**Dataset entries**
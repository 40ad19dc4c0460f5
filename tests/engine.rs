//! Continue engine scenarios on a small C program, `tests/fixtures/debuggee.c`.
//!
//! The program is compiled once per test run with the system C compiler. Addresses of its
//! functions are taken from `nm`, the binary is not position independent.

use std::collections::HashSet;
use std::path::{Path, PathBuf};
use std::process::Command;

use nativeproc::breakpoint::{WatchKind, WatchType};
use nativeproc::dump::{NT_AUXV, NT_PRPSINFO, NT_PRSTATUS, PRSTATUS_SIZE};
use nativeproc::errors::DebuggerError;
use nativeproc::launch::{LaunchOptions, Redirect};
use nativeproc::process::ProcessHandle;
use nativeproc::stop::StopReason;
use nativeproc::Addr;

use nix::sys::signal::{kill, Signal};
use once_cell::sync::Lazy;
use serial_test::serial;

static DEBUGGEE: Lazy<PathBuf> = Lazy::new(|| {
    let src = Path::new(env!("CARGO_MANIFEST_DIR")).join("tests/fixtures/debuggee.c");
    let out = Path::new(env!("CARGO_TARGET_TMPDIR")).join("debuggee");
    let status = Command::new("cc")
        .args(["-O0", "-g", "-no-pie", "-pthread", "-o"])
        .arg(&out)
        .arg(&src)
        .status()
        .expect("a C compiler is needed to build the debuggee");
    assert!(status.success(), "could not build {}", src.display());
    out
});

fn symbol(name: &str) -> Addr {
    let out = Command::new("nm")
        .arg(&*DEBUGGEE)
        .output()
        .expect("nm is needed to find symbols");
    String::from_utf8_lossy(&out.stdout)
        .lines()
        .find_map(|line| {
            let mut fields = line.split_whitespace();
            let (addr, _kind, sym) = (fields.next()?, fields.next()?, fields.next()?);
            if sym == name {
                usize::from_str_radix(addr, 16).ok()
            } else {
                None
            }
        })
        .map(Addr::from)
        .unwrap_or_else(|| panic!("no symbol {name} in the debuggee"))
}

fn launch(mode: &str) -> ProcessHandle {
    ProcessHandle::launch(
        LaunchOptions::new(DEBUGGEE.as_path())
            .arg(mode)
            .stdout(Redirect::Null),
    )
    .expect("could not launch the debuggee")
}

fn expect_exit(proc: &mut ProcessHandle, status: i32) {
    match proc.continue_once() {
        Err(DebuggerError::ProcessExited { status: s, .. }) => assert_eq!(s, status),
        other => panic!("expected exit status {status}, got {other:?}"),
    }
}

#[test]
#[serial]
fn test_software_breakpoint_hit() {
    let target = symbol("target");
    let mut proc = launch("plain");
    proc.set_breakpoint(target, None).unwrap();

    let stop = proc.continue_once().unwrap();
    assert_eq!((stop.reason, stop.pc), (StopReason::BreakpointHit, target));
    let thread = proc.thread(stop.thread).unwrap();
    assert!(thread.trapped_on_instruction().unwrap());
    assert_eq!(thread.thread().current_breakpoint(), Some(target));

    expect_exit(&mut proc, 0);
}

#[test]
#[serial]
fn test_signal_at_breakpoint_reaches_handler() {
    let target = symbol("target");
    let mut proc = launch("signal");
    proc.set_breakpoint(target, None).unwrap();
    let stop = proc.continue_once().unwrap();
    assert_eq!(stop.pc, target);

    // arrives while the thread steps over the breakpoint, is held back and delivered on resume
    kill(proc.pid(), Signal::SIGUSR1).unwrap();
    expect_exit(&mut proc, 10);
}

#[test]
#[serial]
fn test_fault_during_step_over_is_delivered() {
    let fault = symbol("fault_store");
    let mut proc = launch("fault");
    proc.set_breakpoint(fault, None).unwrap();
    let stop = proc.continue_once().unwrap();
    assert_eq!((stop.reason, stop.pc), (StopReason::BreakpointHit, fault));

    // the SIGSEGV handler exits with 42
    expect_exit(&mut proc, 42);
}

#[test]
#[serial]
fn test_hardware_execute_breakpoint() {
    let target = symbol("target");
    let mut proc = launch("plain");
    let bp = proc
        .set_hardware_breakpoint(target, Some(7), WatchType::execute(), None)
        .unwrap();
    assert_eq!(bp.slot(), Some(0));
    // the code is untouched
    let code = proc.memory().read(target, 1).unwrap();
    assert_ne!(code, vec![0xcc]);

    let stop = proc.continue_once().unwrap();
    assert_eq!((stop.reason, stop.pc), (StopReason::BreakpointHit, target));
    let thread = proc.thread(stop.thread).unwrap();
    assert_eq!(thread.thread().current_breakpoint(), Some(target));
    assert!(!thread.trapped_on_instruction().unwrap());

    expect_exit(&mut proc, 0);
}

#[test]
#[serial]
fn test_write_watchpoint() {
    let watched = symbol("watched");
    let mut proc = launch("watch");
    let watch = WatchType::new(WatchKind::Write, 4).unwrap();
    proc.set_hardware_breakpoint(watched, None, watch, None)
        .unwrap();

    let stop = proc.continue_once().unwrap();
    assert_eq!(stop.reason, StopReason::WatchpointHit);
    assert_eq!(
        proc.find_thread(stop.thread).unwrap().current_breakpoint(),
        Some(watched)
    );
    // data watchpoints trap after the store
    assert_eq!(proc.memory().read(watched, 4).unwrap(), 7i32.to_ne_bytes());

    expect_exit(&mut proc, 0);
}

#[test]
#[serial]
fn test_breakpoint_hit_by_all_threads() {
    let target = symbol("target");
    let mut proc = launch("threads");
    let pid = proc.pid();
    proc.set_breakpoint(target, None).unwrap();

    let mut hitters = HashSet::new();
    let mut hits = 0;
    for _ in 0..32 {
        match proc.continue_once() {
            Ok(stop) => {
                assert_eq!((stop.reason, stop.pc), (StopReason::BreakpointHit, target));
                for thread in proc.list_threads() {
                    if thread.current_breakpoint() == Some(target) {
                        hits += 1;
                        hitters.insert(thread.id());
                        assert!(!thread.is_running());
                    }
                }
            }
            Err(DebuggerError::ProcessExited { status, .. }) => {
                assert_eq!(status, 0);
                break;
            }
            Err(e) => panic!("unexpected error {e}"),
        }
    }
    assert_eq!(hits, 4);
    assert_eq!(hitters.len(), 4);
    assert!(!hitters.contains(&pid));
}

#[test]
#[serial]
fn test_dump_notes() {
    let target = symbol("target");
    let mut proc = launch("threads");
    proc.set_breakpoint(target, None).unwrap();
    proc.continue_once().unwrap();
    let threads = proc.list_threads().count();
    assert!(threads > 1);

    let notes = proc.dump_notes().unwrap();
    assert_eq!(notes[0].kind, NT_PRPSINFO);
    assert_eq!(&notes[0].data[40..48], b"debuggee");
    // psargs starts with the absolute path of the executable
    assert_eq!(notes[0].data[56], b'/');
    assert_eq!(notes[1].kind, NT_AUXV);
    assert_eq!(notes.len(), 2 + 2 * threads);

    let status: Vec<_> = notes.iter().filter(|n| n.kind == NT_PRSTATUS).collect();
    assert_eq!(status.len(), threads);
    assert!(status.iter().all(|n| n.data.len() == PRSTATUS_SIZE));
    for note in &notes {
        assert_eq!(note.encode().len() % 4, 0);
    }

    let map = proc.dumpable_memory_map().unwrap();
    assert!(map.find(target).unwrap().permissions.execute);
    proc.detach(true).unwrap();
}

...

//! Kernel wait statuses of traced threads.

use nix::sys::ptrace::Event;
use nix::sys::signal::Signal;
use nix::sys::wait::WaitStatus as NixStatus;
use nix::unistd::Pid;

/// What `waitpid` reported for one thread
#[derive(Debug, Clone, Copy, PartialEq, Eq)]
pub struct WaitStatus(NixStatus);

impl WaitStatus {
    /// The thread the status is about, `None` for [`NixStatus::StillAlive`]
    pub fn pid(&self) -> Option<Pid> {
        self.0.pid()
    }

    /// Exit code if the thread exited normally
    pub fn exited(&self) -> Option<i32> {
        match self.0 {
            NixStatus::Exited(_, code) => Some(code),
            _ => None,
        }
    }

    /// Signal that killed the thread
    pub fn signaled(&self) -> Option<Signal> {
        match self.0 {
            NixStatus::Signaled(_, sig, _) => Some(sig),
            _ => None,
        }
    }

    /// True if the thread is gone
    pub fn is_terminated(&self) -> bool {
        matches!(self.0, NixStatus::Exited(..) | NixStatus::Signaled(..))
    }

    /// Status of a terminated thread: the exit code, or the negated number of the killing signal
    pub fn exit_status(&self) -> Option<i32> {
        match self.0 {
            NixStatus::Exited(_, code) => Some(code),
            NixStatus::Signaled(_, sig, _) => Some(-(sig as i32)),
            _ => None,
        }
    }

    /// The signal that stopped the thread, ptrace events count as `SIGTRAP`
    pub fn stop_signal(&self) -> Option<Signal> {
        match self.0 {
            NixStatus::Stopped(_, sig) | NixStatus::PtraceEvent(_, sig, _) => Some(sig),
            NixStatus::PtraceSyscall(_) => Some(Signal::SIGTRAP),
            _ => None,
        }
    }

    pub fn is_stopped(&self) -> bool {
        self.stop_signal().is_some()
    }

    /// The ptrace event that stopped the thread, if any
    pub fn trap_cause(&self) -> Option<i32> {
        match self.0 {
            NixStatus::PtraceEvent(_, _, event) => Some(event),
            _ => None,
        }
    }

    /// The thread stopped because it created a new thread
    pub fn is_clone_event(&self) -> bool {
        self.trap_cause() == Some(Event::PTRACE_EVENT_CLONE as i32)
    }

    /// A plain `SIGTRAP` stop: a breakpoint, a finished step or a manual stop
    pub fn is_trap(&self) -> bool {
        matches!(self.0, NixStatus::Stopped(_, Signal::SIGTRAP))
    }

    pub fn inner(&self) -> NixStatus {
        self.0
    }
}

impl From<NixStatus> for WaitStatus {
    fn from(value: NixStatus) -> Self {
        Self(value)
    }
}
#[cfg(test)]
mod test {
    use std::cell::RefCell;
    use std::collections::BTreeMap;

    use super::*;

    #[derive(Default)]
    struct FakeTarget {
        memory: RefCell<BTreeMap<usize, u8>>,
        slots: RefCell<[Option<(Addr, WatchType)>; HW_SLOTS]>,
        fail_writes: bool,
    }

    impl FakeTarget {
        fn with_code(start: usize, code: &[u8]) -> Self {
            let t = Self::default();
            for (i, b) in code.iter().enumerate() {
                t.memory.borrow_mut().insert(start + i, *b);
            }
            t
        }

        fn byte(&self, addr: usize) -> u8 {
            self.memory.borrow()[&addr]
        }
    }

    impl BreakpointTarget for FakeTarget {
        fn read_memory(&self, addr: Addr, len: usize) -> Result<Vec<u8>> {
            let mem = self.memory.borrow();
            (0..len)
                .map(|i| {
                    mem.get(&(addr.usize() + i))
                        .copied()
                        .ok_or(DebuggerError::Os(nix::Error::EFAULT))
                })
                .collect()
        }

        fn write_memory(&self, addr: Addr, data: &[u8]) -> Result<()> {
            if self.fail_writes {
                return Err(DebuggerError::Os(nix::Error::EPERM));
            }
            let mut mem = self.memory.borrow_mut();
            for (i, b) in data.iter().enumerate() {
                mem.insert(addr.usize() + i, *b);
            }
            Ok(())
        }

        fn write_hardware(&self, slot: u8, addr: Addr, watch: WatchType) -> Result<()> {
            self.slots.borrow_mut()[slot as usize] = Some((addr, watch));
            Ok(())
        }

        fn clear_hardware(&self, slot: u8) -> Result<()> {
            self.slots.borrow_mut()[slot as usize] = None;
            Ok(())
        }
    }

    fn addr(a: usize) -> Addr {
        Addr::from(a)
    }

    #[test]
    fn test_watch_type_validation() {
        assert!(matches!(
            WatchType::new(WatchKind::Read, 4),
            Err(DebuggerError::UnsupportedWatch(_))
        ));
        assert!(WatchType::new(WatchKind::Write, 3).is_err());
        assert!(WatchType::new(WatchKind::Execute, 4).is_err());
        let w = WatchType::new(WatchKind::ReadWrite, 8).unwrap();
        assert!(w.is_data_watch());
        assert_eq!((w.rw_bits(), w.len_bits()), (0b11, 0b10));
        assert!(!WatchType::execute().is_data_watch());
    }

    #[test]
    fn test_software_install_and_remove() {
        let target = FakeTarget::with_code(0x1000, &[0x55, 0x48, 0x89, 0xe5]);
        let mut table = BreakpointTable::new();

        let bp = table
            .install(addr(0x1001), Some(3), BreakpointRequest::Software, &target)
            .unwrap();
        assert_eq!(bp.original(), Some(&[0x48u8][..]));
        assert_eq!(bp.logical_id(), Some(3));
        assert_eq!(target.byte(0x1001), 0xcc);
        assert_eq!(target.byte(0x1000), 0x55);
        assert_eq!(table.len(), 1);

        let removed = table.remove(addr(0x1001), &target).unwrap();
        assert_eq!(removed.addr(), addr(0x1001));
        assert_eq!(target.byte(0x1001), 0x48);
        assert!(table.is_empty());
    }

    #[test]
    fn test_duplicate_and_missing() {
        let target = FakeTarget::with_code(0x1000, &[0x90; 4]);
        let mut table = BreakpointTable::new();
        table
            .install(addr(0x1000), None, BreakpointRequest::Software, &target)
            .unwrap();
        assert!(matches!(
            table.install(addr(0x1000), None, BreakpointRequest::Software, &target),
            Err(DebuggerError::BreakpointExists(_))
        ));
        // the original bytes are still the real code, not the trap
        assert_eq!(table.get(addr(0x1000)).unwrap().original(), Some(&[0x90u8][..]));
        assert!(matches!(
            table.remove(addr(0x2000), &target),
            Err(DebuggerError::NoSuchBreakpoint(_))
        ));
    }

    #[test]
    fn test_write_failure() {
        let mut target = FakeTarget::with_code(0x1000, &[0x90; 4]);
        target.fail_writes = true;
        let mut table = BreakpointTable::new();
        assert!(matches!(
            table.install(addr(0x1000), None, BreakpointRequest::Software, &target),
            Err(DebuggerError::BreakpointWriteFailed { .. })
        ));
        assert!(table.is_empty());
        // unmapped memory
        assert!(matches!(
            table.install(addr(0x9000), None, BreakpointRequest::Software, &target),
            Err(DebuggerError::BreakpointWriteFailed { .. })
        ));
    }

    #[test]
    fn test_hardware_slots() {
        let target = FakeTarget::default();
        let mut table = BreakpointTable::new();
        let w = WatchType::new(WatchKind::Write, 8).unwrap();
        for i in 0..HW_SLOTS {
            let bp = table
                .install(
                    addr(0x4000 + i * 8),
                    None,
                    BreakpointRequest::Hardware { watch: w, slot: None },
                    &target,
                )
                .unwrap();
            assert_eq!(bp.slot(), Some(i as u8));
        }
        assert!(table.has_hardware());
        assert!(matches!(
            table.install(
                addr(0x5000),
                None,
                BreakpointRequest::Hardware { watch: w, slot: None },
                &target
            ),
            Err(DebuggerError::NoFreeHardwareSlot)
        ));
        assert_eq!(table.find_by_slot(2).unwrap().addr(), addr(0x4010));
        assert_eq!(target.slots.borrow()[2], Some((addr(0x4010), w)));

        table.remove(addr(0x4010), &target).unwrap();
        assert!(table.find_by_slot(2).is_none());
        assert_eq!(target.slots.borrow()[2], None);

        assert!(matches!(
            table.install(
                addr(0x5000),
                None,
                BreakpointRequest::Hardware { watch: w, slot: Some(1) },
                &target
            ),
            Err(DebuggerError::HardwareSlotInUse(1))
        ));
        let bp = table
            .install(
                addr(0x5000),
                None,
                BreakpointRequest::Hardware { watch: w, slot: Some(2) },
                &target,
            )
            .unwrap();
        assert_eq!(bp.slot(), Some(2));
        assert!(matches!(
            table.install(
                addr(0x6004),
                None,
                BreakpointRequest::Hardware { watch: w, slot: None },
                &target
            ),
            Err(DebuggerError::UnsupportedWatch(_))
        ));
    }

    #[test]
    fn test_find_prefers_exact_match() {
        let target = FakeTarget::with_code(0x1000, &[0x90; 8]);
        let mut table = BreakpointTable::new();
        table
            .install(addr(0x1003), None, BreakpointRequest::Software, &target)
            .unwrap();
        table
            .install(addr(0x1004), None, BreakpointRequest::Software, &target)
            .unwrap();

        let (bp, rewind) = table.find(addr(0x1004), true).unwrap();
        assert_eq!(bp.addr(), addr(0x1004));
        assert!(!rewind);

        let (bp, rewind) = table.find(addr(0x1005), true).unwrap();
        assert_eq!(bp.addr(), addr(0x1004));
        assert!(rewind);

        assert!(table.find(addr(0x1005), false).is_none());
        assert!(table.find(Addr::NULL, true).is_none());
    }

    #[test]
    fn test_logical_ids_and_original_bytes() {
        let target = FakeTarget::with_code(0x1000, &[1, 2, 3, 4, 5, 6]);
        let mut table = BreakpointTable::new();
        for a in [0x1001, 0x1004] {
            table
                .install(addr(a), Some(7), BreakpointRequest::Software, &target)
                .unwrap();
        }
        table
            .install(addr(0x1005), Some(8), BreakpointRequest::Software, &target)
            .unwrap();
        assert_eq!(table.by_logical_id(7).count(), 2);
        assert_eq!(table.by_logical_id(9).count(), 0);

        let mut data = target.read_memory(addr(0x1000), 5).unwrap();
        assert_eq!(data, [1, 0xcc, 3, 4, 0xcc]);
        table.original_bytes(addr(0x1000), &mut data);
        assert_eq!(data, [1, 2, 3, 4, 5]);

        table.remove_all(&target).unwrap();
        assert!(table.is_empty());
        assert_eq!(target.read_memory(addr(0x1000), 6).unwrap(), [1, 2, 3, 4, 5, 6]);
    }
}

==

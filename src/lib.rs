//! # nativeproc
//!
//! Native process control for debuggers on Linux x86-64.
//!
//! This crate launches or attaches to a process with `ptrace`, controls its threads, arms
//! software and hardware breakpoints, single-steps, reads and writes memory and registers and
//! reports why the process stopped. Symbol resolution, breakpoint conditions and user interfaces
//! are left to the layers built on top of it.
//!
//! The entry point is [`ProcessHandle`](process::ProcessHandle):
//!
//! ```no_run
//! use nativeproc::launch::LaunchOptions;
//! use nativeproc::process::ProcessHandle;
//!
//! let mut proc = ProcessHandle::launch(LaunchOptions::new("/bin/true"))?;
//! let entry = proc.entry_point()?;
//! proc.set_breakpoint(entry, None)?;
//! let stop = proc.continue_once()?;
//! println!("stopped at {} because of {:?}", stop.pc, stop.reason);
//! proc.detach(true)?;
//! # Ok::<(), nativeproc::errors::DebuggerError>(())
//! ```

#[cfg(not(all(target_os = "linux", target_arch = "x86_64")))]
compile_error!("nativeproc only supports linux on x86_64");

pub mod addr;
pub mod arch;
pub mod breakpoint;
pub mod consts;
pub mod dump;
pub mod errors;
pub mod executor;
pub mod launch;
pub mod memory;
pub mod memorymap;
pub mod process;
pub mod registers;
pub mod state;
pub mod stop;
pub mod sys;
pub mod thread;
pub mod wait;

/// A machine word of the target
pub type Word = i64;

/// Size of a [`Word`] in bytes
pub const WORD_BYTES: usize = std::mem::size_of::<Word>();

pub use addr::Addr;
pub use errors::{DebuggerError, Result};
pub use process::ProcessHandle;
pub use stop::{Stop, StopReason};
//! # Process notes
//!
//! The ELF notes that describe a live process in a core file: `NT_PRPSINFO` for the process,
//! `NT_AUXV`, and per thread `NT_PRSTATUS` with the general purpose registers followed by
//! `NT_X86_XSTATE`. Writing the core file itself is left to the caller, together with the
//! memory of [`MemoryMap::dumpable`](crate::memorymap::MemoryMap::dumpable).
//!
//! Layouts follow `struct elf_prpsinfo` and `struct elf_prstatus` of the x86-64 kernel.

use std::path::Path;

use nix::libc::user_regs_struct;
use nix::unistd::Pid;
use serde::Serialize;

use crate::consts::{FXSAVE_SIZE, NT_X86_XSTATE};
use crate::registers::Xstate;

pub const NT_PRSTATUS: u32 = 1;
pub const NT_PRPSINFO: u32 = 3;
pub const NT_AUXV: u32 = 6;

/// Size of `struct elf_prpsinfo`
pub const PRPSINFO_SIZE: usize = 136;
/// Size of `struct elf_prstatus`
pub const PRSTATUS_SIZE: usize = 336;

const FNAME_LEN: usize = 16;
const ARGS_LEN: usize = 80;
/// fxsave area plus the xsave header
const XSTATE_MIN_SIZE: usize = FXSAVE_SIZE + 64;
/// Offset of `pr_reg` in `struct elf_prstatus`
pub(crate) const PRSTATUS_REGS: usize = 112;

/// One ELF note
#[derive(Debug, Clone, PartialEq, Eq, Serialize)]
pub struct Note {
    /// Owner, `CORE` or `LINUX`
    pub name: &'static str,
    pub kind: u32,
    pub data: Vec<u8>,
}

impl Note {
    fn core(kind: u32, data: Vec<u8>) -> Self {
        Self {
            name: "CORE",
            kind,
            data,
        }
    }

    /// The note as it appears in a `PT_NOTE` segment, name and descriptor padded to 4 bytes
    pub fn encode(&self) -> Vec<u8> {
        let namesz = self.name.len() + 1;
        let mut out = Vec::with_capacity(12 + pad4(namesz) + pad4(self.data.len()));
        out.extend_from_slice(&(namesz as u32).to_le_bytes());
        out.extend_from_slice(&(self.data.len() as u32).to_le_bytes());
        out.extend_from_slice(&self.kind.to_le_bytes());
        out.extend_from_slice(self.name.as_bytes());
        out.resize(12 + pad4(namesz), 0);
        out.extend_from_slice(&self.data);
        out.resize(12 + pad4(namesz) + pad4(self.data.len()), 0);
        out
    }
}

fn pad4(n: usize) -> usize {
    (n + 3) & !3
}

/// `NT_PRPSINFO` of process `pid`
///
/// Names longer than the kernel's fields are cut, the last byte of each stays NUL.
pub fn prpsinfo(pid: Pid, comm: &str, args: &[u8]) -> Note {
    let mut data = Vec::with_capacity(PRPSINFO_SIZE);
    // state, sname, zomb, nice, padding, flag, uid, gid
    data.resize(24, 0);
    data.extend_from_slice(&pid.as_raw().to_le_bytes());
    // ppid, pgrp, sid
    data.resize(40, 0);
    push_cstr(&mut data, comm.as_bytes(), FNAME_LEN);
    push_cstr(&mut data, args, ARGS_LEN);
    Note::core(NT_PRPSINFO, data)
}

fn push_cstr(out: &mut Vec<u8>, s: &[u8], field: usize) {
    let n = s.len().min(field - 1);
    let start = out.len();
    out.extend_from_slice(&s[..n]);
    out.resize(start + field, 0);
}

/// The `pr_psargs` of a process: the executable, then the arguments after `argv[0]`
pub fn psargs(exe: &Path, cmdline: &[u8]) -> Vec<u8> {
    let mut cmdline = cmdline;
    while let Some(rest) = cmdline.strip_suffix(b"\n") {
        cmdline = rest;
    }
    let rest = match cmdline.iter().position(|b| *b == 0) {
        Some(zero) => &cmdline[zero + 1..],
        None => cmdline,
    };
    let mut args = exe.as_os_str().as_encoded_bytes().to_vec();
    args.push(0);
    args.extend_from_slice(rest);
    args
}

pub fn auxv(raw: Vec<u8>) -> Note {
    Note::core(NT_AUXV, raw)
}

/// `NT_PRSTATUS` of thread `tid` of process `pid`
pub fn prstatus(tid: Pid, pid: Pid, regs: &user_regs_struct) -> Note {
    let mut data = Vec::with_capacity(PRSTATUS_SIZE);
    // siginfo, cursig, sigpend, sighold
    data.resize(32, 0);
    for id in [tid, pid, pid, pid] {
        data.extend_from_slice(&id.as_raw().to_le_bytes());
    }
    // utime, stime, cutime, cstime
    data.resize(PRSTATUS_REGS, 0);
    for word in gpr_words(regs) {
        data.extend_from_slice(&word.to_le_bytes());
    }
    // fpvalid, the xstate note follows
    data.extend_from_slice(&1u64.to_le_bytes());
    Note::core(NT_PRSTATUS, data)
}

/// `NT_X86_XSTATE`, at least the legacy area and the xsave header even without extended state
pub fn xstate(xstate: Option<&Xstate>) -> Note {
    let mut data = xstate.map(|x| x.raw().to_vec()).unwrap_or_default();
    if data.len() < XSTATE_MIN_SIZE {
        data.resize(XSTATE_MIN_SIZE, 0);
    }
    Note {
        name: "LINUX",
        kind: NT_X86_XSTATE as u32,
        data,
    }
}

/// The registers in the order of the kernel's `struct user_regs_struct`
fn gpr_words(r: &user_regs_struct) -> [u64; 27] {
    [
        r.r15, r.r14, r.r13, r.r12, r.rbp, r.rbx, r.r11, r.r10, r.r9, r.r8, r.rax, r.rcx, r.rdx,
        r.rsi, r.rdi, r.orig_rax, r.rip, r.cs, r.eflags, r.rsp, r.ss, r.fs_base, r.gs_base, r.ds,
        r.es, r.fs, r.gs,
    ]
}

**Your objective**
Output, from the data above, the lines from the line with "repository 40ad19dc4c0460f5" to the line with "use std::process::Command;" exactly as they stand, both ends included and nothing else.

**Completed exercise**
repository 40ad19dc4c0460f5
filename tests/engine.rs
//! Continue engine scenarios on a small C program, `tests/fixtures/debuggee.c`.
//!
//! The program is compiled once per test run with the system C compiler. Addresses of its
//! functions are taken from `nm`, the binary is not position independent.

use std::collections::HashSet;
use std::path::{Path, PathBuf};
use std::process::Command;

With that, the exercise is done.